Copy every line from the records below that holds the word "with".

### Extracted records
• • • • • • •
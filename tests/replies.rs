mod helpers;

use helpers::{enabled_v3, find, int, names, object, text, uint, TestClient, TestServer};

/// A v1 input method serving a v1 text input
struct LegacyPair {
    ime: TestClient,
    im: u32,
    context: u32,
    app: TestClient,
    text_input: u32,
}

fn legacy_pair(server: &mut TestServer) -> LegacyPair {
    let mut ime = server.add_client();
    let im = ime.input_method_v1();
    server.roundtrip(&mut ime);

    let mut app = server.add_client();
    let surface = app.surface();
    let seat = app.seat();
    let text_input = app.text_input_v1();
    server.roundtrip(&mut app);
    server.focus(&app, Some(surface));
    // not activated yet, v1 does not enter
    assert!(app.events().is_empty());

    app.request(text_input, "activate", vec![object(seat), object(surface)]);
    assert_eq!(names(&server.roundtrip(&mut app), text_input), ["enter"]);
    let events = ime.events();
    let context = find(&events, im, "activate")[0].object(0);
    assert_eq!(
        names(&events, context),
        ["surrounding_text", "content_type", "preferred_language", "commit_state"]
    );
    LegacyPair { ime, im, context, app, text_input }
}

#[test]
fn input_method_v2_reply_reaches_v3() {
    let mut server = TestServer::new();
    let mut ime = server.add_client();
    let im = ime.input_method_v2();
    let (mut app, _, text_input) = enabled_v3(&mut server);
    let _ = ime.events();

    ime.request(im, "delete_surrounding_text", vec![uint(1), uint(0)]);
    ime.request(im, "commit_string", vec![text("x")]);
    ime.request(im, "set_preedit_string", vec![text("yz"), int(2), int(2)]);
    ime.request(im, "commit", vec![uint(1)]);
    server.dispatch();
    let events = app.events();
    assert_eq!(
        names(&events, text_input),
        ["delete_surrounding_text", "commit_string", "preedit_string", "done"]
    );
    let delete = &find(&events, text_input, "delete_surrounding_text")[0];
    assert_eq!((delete.uint(0), delete.uint(1)), (1, 0));
    assert_eq!(find(&events, text_input, "commit_string")[0].string(0).as_deref(), Some("x"));
    let preedit = &find(&events, text_input, "preedit_string")[0];
    assert_eq!(preedit.string(0).as_deref(), Some("yz"));
    assert_eq!((preedit.int(1), preedit.int(2)), (2, 2));
    // the enable commit got done 1
    assert_eq!(find(&events, text_input, "done")[0].uint(0), 2);

    // the client commits again: the pre-edit stays, nothing reaches the input method
    app.request(text_input, "set_cursor_rectangle", vec![int(1), int(2), int(3), int(4)]);
    app.request(text_input, "commit", vec![]);
    let events = server.roundtrip(&mut app);
    assert_eq!(names(&events, text_input), ["preedit_string", "done"]);
    assert_eq!(find(&events, text_input, "done")[0].uint(0), 3);
    assert!(ime.events().is_empty());
}

#[test]
fn stale_input_method_commit_is_discarded() {
    let mut server = TestServer::new();
    let mut ime = server.add_client();
    let im = ime.input_method_v2();
    let (mut app, _, text_input) = enabled_v3(&mut server);
    let _ = ime.events();

    // one done was sent, serial 0 answers an older state
    ime.request(im, "commit_string", vec![text("late")]);
    ime.request(im, "commit", vec![uint(0)]);
    server.dispatch();
    assert!(app.events().is_empty());

    // the discarded parts do not come back with the next commit
    ime.request(im, "commit", vec![uint(1)]);
    server.dispatch();
    let events = app.events();
    assert_eq!(names(&events, text_input), ["done"]);
}

#[test]
fn state_change_is_sent_once() {
    let mut server = TestServer::new();
    let mut ime = server.add_client();
    let im = ime.input_method_v2();
    let (mut app, _, text_input) = enabled_v3(&mut server);
    let _ = ime.events();

    app.request(text_input, "set_surrounding_text", vec![text("hello"), int(5), int(5)]);
    app.request(text_input, "commit", vec![]);
    server.roundtrip(&mut app);
    let events = ime.events();
    assert_eq!(names(&events, im), ["surrounding_text", "text_change_cause", "done"]);
    assert_eq!(server.core.input_method().unwrap().serial(), 2);

    // the same state again
    app.request(text_input, "set_surrounding_text", vec![text("hello"), int(5), int(5)]);
    app.request(text_input, "commit", vec![]);
    server.roundtrip(&mut app);
    assert!(ime.events().is_empty());
}

#[test]
fn input_method_v1_reply_reaches_v2() {
    let mut server = TestServer::new();
    let mut ime = server.add_client();
    let im = ime.input_method_v1();
    server.roundtrip(&mut ime);

    let mut app = server.add_client();
    let surface = app.surface();
    let text_input = app.text_input_v2();
    server.roundtrip(&mut app);
    server.focus(&app, Some(surface));
    let events = app.events();
    assert_eq!(names(&events, text_input), ["enter"]);
    assert_eq!(events[0].uint(0), 1);

    app.request(text_input, "enable", vec![object(surface)]);
    server.roundtrip(&mut app);
    let events = ime.events();
    let context = find(&events, im, "activate")[0].object(0);
    assert_eq!(find(&events, context, "commit_state")[0].uint(0), 0);

    ime.request(context, "delete_surrounding_text", vec![int(-1), uint(1)]);
    ime.request(context, "commit_string", vec![uint(0), text("c")]);
    ime.request(context, "preedit_cursor", vec![int(1)]);
    ime.request(context, "preedit_styling", vec![uint(0), uint(2), uint(4)]);
    ime.request(context, "preedit_string", vec![uint(0), text("ab"), text("a")]);
    server.dispatch();
    let events = app.events();
    assert_eq!(
        names(&events, text_input),
        [
            "delete_surrounding_text",
            "commit_string",
            "preedit_styling",
            "preedit_cursor",
            "preedit_string"
        ]
    );
    let delete = &find(&events, text_input, "delete_surrounding_text")[0];
    assert_eq!((delete.uint(0), delete.uint(1)), (1, 0));
    let styling = &find(&events, text_input, "preedit_styling")[0];
    assert_eq!((styling.uint(0), styling.uint(1), styling.uint(2)), (0, 2, 4));
    assert_eq!(find(&events, text_input, "preedit_cursor")[0].int(0), 1);
    let preedit = &find(&events, text_input, "preedit_string")[0];
    assert_eq!(preedit.string(0).as_deref(), Some("ab"));
    assert_eq!(preedit.string(1).as_deref(), Some("a"));
}

#[test]
fn input_method_v1_events_carry_the_commit_serial() {
    let mut server = TestServer::new();
    let LegacyPair { mut ime, context, mut app, text_input, .. } = legacy_pair(&mut server);

    // nothing changed, nothing is forwarded
    app.request(text_input, "commit_state", vec![uint(7)]);
    server.roundtrip(&mut app);
    assert!(ime.events().is_empty());

    ime.request(context, "commit_string", vec![uint(0), text("hi")]);
    ime.request(context, "keysym", vec![uint(0), uint(100), uint(0xff0d), uint(1), uint(0)]);
    ime.request(context, "language", vec![uint(0), text("fr")]);
    ime.request(context, "cursor_position", vec![int(1), int(1)]);
    ime.request(context, "text_direction", vec![uint(0), uint(2)]);
    server.dispatch();
    let events = app.events();
    assert_eq!(
        names(&events, text_input),
        ["commit_string", "keysym", "language", "cursor_position", "text_direction"]
    );
    let commit = &find(&events, text_input, "commit_string")[0];
    assert_eq!(commit.uint(0), 7);
    assert_eq!(commit.string(1).as_deref(), Some("hi"));
    let keysym = &find(&events, text_input, "keysym")[0];
    assert_eq!(
        (keysym.uint(0), keysym.uint(1), keysym.uint(2), keysym.uint(3), keysym.uint(4)),
        (7, 100, 0xff0d, 1, 0)
    );
    let language = &find(&events, text_input, "language")[0];
    assert_eq!((language.uint(0), language.string(1).as_deref()), (7, Some("fr")));
    let direction = &find(&events, text_input, "text_direction")[0];
    assert_eq!((direction.uint(0), direction.uint(1)), (7, 2));
}

#[test]
fn legacy_reset_and_actions_reach_the_context() {
    let mut server = TestServer::new();
    let LegacyPair { mut ime, context, mut app, text_input, .. } = legacy_pair(&mut server);

    app.request(text_input, "set_surrounding_text", vec![text("abc"), uint(1), uint(1)]);
    app.request(text_input, "reset", vec![]);
    app.request(text_input, "invoke_action", vec![uint(1), uint(2)]);
    server.roundtrip(&mut app);
    let events = ime.events();
    assert_eq!(
        names(&events, context),
        [
            "reset",
            "surrounding_text",
            "content_type",
            "preferred_language",
            "commit_state",
            "invoke_action"
        ]
    );
    let surrounding = &find(&events, context, "surrounding_text")[0];
    assert_eq!(surrounding.string(0).as_deref(), Some("abc"));
    assert_eq!(find(&events, context, "commit_state")[0].uint(0), 1);
    let action = &find(&events, context, "invoke_action")[0];
    assert_eq!((action.uint(0), action.uint(1)), (1, 2));
}

#[test]
fn stale_context_is_ignored() {
    let mut server = TestServer::new();
    let LegacyPair { mut ime, im, context, mut app, text_input } = legacy_pair(&mut server);

    // moving the focus away and back needs a new activation
    let other = app.surface();
    server.roundtrip(&mut app);
    server.focus(&app, Some(other));
    let events = ime.events();
    assert_eq!(names(&events, im), ["deactivate"]);
    assert_eq!(events[0].object(0), context);

    ime.request(context, "commit_string", vec![uint(0), text("lost")]);
    server.dispatch();
    assert!(find(&app.events(), text_input, "commit_string").is_empty());
}

#[test]
fn empty_preedit_clears_composing() {
    let mut server = TestServer::new();
    let mut ime = server.add_client();
    let im = ime.input_method_v2();
    let (mut app, _, text_input) = enabled_v3(&mut server);
    let _ = ime.events();

    ime.request(im, "set_preedit_string", vec![text("ab"), int(1), int(1)]);
    ime.request(im, "commit", vec![uint(1)]);
    server.dispatch();
    assert_eq!(names(&app.events(), text_input), ["preedit_string", "done"]);

    ime.request(im, "set_preedit_string", vec![text(""), int(0), int(0)]);
    ime.request(im, "commit", vec![uint(1)]);
    server.dispatch();
    let events = app.events();
    assert_eq!(names(&events, text_input), ["preedit_string", "done"]);
    let preedit = &find(&events, text_input, "preedit_string")[0];
    assert_eq!(preedit.string(0).as_deref(), Some(""));
    assert_eq!((preedit.int(1), preedit.int(2)), (0, 0));

    // nothing left to show again with the next acknowledgement
    app.request(text_input, "set_cursor_rectangle", vec![int(1), int(2), int(3), int(4)]);
    app.request(text_input, "commit", vec![]);
    let events = server.roundtrip(&mut app);
    assert_eq!(names(&events, text_input), ["done"]);
}

#[test]
fn long_deletion_for_a_legacy_text_input() {
    let mut server = TestServer::new();
    let mut ime = server.add_client();
    let im = ime.input_method_v2();
    server.roundtrip(&mut ime);

    let mut app = server.add_client();
    let surface = app.surface();
    let seat = app.seat();
    let text_input = app.text_input_v1();
    server.roundtrip(&mut app);
    server.focus(&app, Some(surface));
    app.request(text_input, "activate", vec![object(seat), object(surface)]);
    server.roundtrip(&mut app);
    assert_eq!(find(&ime.events(), im, "activate").len(), 1);
    let serial = server.core.input_method().unwrap().serial();

    // more than the signed index of v1 can hold
    ime.request(im, "delete_surrounding_text", vec![uint(0x8000_0000), uint(0)]);
    ime.request(im, "commit_string", vec![text("x")]);
    ime.request(im, "commit", vec![uint(serial)]);
    server.dispatch();
    let events = app.events();
    assert_eq!(names(&events, text_input), ["delete_surrounding_text", "commit_string"]);
    let delete = &find(&events, text_input, "delete_surrounding_text")[0];
    assert_eq!(delete.int(0), -i32::MAX);
    assert_eq!(delete.uint(1), i32::MAX as u32);
}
• • • • • • •
### Exercise result
    // the discarded parts do not come back with the next commit
    // nothing left to show again with the next acknowledgement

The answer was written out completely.